- Interactive map of Bearskin Lake
- Location: Cook County, Minnesota
- Group: Boundary Waters Canoe Area
- Coordinates: 48°03′58″N 90°25′36″W﻿ / ﻿48.066°N 90.426765°W
- Type: oligotrophic, glacial
- Basin countries: United States
- Surface area: 493 acres (200 ha)
- Average depth: 31 ft (9.4 m)
- Max. depth: 78 ft (24 m)
- Residence time: 17 years

= Bearskin Lake (Minnesota) =

Lake in the state of Minnesota, United States

Bearskin Lake is an oligotrophic glacial lake near the Boundary Waters Canoe Area (BWCA) in Minnesota, United States. The name Bearskin Lake is an English translation of the Ojibwe-language name Muko-waiani. Bearskin Lake is a source of control sediment for US federal sediment toxicity studies. Bearskin Lake is home to Camp Menogyn, a YMCA camp only accessible by boat.

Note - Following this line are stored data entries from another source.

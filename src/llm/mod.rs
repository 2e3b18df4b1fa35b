pub mod embeddings;
pub mod generate;
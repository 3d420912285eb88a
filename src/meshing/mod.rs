mod grid;

pub use grid::{build_indices, build_vertices, heightmap_to_strip_mesh};

use bevy::{
    prelude::*,
    render::{mesh::Indices, render_resource::PrimitiveTopology},
};

/// Maps a raw 0..=255 sample to a world-space height: `sample * y_scale - y_shift`.
#[derive(Clone, Copy, Debug, PartialEq)]
pub struct HeightScale {
    pub y_scale: f32,
    pub y_shift: f32,
}

impl Default for HeightScale {
    // Puts 0..=255 in -16..48
    fn default() -> Self {
        Self {
            y_scale: 64. / 256.,
            y_shift: 16.,
        }
    }
}

impl HeightScale {
    pub fn apply(&self, sample: u8) -> f32 {
        sample as f32 * self.y_scale - self.y_shift
    }
}

/// Index buffer made of `strip_count` triangle strips of `verts_per_strip`
/// indices each, stored back to back.
#[derive(Clone, Debug, Default, PartialEq, Eq)]
pub struct TriangleStrips {
    pub indices: Vec<u32>,
    pub strip_count: usize,
    pub verts_per_strip: usize,
}

impl TriangleStrips {
    /// Element offset of the first index of `strip`.
    pub fn strip_offset(&self, strip: usize) -> usize {
        strip * self.verts_per_strip
    }

    /// Byte offset of the first index of `strip`, for APIs that address the
    /// index buffer in bytes.
    pub fn strip_byte_offset(&self, strip: usize) -> usize {
        self.strip_offset(strip) * std::mem::size_of::<u32>()
    }

    pub fn strip(&self, strip: usize) -> Option<&[u32]> {
        if strip >= self.strip_count {
            return None;
        }
        let start = self.strip_offset(strip);
        self.indices.get(start..start + self.verts_per_strip)
    }

    pub fn strips(&self) -> impl Iterator<Item = &[u32]> + '_ {
        (0..self.strip_count).filter_map(move |s| self.strip(s))
    }

    /// Expands every strip into the triangles a strip draw would rasterize.
    /// Odd triangles swap their first two corners so all faces keep the
    /// winding of the first one. Strips are never joined to each other.
    pub fn triangles(&self) -> impl Iterator<Item = [u32; 3]> + '_ {
        self.strips().flat_map(|strip| {
            strip.windows(3).enumerate().map(|(k, w)| {
                if k % 2 == 0 {
                    [w[0], w[1], w[2]]
                } else {
                    [w[1], w[0], w[2]]
                }
            })
        })
    }

    pub fn num_triangles(&self) -> usize {
        self.strip_count * self.verts_per_strip.saturating_sub(2)
    }
}

pub struct TerrainMesh {
    vertices: Vec<Vec3>,
    strips: TriangleStrips,
    width: usize,
    height: usize,
}

impl TerrainMesh {
    pub fn vertices(&self) -> &[Vec3] {
        &self.vertices
    }

    pub fn strips(&self) -> &TriangleStrips {
        &self.strips
    }

    /// `(width, height)` of the grid the mesh was built from
    pub fn dim(&self) -> (usize, usize) {
        (self.width, self.height)
    }

    /// Lowest and highest vertex elevation.
    pub fn height_range(&self) -> Option<(f32, f32)> {
        self.vertices.iter().map(|v| v.y).fold(None, |range, y| match range {
            None => Some((y, y)),
            Some((lo, hi)) => Some((lo.min(y), hi.max(y))),
        })
    }

    fn vertex(&self, row: usize, col: usize) -> Vec3 {
        self.vertices[col + row * self.width]
    }

    fn normal_at(&self, row: usize, col: usize) -> Vec3 {
        // Central differences inside, one-sided on the border
        let slope = |prev: Option<Vec3>, next: Option<Vec3>| match (prev, next) {
            (Some(p), Some(n)) => (n.y - p.y) / 2.,
            (None, Some(n)) => n.y - self.vertex(row, col).y,
            (Some(p), None) => self.vertex(row, col).y - p.y,
            (None, None) => 0.,
        };

        let dx = slope(
            col.checked_sub(1).map(|c| self.vertex(row, c)),
            (col + 1 < self.width).then(|| self.vertex(row, col + 1)),
        );
        let dz = slope(
            row.checked_sub(1).map(|r| self.vertex(r, col)),
            (row + 1 < self.height).then(|| self.vertex(row + 1, col)),
        );

        Vec3 {
            x: -dx,
            y: 1.,
            z: -dz,
        }
        .normalize()
    }

    /// Per-vertex normals, in vertex order. Only used for lighting; the
    /// mesh itself is position-only.
    pub fn normals(&self) -> Vec<Vec3> {
        let mut normals = Vec::with_capacity(self.vertices.len());

        for row in 0..self.height {
            for col in 0..self.width {
                normals.push(self.normal_at(row, col));
            }
        }

        normals
    }

    pub fn into_render_mesh(self) -> Mesh {
        let mut mesh = Mesh::new(PrimitiveTopology::TriangleList);

        let normals = self.normals();
        let triangles: Vec<u32> = self.strips.triangles().flatten().collect();

        mesh.insert_attribute(Mesh::ATTRIBUTE_POSITION, self.vertices);
        mesh.insert_attribute(Mesh::ATTRIBUTE_NORMAL, normals);

        mesh.set_indices(Some(Indices::U32(triangles)));

        mesh
    }
}
pub mod client;
pub mod types;

pub use client::GeminiNotesClient;
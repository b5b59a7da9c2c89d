//! Data models and configuration
//!
//! Defines the call-scoped image payload and the endpoint/credential
//! configuration for the OCR and generation services.

use crate::{Error, Result};
use base64::Engine as _;
use std::path::PathBuf;
use std::time::Duration;

pub const DEFAULT_VISION_ENDPOINT: &str = "https://vision.googleapis.com/v1/images:annotate";
pub const DEFAULT_GEMINI_ENDPOINT: &str =
    "https://generativelanguage.googleapis.com/v1beta/models/gemini-2.0-flash:generateContent";
const DEFAULT_OUTPUT_DIR: &str = "output";
const DEFAULT_TIMEOUT_SECS: u64 = 30;

/// Base64-encoded bytes of a single image.
#[derive(Debug, Clone, PartialEq, Eq)]
pub struct ImageContent(String);

impl ImageContent {
    pub fn from_bytes(bytes: &[u8]) -> Result<Self> {
        if bytes.is_empty() {
            return Err(Error::InvalidImage("image is empty".to_string()));
        }
        Ok(Self(base64::engine::general_purpose::STANDARD.encode(bytes)))
    }

    /// Wrap content that is already base64-encoded, checking that it decodes.
    pub fn from_base64(content: String) -> Result<Self> {
        if content.trim().is_empty() {
            return Err(Error::InvalidImage("image content is empty".to_string()));
        }
        base64::engine::general_purpose::STANDARD
            .decode(content.as_bytes())
            .map_err(|e| Error::InvalidImage(format!("not valid base64: {}", e)))?;
        Ok(Self(content))
    }

    pub fn as_str(&self) -> &str {
        &self.0
    }
}

// Configuration
#[derive(Debug, Clone)]
pub struct Config {
    pub vision_api_key: String,
    pub vision_endpoint: String,
    pub gemini_api_key: String,
    pub gemini_endpoint: String,
    pub output_dir: PathBuf,
    pub request_timeout: Duration,
}

impl Config {
    pub fn from_env() -> Result<Self> {
        dotenvy::dotenv().ok();
        Self::from_lookup(|key| std::env::var(key).ok())
    }

    /// Build a config from an arbitrary variable source.
    pub fn from_lookup<F>(lookup: F) -> Result<Self>
    where
        F: Fn(&str) -> Option<String>,
    {
        let required = |key: &str| {
            lookup(key)
                .filter(|v| !v.trim().is_empty())
                .ok_or_else(|| Error::Config(format!("{} not set", key)))
        };

        let request_timeout = match lookup("REQUEST_TIMEOUT_SECS") {
            Some(raw) => raw.trim().parse::<u64>().map(Duration::from_secs).map_err(|_| {
                Error::Config(format!(
                    "REQUEST_TIMEOUT_SECS must be a whole number of seconds, got '{}'",
                    raw
                ))
            })?,
            None => Duration::from_secs(DEFAULT_TIMEOUT_SECS),
        };

        Ok(Self {
            vision_api_key: required("VISION_API_KEY")?,
            vision_endpoint: lookup("VISION_API_ENDPOINT")
                .unwrap_or_else(|| DEFAULT_VISION_ENDPOINT.to_string()),
            gemini_api_key: required("GEMINI_API_KEY")?,
            gemini_endpoint: lookup("GEMINI_API_ENDPOINT")
                .unwrap_or_else(|| DEFAULT_GEMINI_ENDPOINT.to_string()),
            output_dir: lookup("OUTPUT_DIR")
                .map(PathBuf::from)
                .unwrap_or_else(|| PathBuf::from(DEFAULT_OUTPUT_DIR)),
            request_timeout,
        })
    }
}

==Sediments and scientific significance==
Due to the cleanliness of the lake and the physical attributes of its sediment, Bearskin Lake sediment is ideal for sediment toxicity testing. Bearskin Lake sediment is used as a control sediment in the federal government's toxicity tests and was used to develop the US EPA's toxicity testing methods.